[Saved data entries]

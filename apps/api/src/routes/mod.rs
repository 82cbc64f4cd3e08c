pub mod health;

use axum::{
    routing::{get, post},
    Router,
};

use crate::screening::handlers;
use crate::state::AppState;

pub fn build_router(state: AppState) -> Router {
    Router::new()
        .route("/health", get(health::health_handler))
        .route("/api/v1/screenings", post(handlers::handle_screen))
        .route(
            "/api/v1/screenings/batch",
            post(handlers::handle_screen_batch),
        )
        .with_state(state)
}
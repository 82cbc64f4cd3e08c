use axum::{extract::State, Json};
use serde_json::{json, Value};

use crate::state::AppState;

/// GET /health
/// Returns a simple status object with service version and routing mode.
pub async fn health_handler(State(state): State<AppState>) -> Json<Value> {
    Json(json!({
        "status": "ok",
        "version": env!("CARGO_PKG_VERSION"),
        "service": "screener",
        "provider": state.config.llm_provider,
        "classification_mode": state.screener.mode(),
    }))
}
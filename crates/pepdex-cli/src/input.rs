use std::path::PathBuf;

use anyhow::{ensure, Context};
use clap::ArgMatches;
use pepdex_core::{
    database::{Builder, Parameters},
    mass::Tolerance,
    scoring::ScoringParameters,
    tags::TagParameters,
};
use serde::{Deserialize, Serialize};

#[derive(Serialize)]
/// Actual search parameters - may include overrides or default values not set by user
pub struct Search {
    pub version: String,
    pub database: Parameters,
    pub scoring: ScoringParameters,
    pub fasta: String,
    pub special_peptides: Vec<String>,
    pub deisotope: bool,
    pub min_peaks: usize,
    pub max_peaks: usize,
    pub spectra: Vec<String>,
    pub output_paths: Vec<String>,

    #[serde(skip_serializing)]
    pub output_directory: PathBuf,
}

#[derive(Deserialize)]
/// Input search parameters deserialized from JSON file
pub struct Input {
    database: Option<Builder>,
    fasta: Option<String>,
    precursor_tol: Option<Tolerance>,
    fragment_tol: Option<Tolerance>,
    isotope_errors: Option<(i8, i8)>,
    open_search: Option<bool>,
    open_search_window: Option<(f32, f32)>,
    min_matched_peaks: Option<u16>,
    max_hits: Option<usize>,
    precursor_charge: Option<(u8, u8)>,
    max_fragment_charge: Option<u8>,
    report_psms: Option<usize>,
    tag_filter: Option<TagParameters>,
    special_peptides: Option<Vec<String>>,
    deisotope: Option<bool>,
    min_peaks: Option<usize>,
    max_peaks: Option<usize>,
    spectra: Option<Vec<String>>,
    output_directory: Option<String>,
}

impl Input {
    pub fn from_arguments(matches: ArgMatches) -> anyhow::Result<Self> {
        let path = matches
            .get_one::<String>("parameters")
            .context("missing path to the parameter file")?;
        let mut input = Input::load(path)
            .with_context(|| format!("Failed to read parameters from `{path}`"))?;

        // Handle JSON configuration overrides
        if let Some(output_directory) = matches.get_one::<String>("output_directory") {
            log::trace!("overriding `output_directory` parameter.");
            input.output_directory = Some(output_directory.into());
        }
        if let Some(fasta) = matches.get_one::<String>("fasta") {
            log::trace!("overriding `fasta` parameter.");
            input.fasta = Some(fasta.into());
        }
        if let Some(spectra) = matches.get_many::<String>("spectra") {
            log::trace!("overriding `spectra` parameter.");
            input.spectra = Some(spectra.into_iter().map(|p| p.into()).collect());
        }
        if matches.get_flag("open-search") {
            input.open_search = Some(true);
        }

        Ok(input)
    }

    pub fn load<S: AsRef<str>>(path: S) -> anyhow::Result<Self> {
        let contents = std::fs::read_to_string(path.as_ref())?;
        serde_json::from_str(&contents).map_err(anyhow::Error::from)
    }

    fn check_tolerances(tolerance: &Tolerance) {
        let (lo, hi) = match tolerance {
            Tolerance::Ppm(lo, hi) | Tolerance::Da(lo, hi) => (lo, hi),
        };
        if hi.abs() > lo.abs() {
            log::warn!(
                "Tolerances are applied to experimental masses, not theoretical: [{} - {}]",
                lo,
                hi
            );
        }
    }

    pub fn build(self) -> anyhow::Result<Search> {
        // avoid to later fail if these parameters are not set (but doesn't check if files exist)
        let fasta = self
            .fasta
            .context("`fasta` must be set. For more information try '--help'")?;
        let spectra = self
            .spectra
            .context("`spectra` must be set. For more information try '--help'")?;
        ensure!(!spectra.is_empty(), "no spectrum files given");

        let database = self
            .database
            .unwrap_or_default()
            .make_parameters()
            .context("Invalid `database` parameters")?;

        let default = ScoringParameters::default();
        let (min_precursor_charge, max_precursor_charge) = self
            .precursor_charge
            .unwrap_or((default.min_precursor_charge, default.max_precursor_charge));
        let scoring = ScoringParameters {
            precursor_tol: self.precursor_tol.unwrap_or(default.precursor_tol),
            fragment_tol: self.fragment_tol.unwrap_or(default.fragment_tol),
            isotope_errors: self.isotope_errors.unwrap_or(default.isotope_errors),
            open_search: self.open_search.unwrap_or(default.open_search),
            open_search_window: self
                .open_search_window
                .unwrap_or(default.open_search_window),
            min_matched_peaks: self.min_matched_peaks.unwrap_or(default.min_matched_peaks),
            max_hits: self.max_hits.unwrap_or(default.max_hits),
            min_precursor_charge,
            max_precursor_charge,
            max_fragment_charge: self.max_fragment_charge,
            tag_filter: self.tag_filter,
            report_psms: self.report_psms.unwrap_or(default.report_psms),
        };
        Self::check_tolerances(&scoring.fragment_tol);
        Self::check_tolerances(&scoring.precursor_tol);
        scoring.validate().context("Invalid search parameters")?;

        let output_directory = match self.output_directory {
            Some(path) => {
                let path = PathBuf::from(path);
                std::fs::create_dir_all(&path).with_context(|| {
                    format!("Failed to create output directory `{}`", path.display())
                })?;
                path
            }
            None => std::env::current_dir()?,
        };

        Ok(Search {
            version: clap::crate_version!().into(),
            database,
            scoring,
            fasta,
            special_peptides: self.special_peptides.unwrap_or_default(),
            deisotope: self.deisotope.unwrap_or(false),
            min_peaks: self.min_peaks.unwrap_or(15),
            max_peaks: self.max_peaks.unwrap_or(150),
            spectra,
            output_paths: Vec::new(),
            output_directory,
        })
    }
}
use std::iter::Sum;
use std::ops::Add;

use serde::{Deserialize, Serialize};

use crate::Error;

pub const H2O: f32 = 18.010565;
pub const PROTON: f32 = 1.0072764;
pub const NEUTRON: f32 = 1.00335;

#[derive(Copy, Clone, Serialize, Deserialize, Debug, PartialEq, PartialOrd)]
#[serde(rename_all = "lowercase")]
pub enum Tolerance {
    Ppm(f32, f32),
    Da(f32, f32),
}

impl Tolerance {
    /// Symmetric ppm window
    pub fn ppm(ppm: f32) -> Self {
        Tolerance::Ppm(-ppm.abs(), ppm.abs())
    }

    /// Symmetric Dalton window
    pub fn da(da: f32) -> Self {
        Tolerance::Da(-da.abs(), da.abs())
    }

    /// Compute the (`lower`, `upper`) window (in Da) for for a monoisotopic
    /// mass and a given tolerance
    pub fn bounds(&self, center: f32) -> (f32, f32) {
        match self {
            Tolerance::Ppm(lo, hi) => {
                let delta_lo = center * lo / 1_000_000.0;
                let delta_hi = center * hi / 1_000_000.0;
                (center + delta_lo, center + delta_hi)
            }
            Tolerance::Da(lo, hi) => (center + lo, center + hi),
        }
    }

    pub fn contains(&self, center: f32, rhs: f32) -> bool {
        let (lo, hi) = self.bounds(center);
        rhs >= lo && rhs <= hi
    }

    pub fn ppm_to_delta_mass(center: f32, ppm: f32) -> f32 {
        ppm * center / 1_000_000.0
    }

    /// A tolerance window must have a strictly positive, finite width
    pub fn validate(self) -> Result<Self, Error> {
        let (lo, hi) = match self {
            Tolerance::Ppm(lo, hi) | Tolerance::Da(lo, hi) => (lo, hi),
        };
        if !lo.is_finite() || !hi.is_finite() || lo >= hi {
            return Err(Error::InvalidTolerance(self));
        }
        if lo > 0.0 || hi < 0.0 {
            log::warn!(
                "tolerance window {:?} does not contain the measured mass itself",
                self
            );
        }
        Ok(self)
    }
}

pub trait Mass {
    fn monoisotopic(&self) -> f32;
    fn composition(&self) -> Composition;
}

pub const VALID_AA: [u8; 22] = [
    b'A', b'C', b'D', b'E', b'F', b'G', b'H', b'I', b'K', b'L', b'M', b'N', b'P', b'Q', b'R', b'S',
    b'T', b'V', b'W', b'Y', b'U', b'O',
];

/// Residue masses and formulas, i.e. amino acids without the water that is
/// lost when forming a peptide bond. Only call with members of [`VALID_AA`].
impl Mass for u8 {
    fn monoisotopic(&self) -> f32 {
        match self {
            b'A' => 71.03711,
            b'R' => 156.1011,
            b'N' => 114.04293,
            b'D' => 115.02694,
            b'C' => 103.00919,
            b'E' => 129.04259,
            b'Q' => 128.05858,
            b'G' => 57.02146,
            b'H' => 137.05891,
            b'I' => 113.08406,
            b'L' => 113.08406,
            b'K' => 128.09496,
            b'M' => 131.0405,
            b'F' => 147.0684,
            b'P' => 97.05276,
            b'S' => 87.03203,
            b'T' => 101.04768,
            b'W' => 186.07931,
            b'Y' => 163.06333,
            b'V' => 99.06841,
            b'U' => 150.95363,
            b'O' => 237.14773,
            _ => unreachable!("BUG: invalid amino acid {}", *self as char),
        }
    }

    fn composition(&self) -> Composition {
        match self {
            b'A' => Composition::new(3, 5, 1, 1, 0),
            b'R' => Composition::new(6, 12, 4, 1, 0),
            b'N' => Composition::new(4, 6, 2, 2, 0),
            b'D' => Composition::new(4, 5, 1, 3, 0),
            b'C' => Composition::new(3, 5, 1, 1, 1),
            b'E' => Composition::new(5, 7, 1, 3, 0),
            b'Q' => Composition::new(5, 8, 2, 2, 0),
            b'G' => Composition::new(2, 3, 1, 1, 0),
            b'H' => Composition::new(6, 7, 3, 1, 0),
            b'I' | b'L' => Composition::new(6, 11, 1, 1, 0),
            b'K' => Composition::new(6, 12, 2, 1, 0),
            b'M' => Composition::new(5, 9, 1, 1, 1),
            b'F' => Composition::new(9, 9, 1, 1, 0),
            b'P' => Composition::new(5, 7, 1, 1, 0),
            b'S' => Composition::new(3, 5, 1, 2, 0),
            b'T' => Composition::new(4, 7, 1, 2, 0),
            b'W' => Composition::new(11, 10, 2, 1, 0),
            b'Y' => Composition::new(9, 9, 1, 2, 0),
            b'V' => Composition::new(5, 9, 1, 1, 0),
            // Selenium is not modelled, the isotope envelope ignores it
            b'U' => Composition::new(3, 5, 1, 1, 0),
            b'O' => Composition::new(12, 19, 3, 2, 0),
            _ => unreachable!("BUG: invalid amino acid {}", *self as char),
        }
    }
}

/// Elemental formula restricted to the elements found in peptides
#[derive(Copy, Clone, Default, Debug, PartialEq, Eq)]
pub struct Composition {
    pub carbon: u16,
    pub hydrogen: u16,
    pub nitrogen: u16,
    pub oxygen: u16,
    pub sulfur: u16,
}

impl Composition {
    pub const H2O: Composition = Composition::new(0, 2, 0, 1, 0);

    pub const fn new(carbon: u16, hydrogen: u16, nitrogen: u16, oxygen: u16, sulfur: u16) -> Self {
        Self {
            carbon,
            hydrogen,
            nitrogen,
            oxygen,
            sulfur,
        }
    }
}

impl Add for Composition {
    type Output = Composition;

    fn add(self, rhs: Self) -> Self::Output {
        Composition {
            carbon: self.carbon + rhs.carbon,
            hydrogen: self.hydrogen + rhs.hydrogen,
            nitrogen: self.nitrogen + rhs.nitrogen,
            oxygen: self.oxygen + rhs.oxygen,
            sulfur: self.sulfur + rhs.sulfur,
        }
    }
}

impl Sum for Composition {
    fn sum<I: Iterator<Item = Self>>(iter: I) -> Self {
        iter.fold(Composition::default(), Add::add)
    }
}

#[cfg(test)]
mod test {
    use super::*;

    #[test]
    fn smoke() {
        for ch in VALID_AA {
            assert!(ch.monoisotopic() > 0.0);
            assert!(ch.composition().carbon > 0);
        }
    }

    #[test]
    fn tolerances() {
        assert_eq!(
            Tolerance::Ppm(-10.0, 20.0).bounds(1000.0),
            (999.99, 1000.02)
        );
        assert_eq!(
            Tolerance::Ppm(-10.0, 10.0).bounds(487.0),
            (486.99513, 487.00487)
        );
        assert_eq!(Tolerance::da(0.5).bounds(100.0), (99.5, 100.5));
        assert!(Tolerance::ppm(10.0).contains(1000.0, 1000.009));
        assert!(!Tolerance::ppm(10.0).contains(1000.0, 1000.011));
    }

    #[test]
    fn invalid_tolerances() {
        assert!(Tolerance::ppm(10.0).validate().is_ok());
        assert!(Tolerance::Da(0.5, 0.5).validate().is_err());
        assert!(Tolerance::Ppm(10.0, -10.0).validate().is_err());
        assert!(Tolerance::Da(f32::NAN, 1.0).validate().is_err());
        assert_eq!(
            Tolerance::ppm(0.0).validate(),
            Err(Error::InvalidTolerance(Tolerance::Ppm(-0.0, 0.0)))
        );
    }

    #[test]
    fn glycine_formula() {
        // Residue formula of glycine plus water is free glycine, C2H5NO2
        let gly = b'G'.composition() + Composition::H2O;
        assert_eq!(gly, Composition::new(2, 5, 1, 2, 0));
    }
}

**ASSIGNMENT:**
The lines needed run from the first line of the data through the line containing "Router::new()"; give them again exactly and nothing else.

**EXPECTED ANSWER:**
filename apps/api/src/routes/mod.rs
repository 82cbc64f4cd3e08c
pub mod health;

use axum::{
    routing::{get, post},
    Router,
};

use crate::screening::handlers;
use crate::state::AppState;

pub fn build_router(state: AppState) -> Router {
    Router::new()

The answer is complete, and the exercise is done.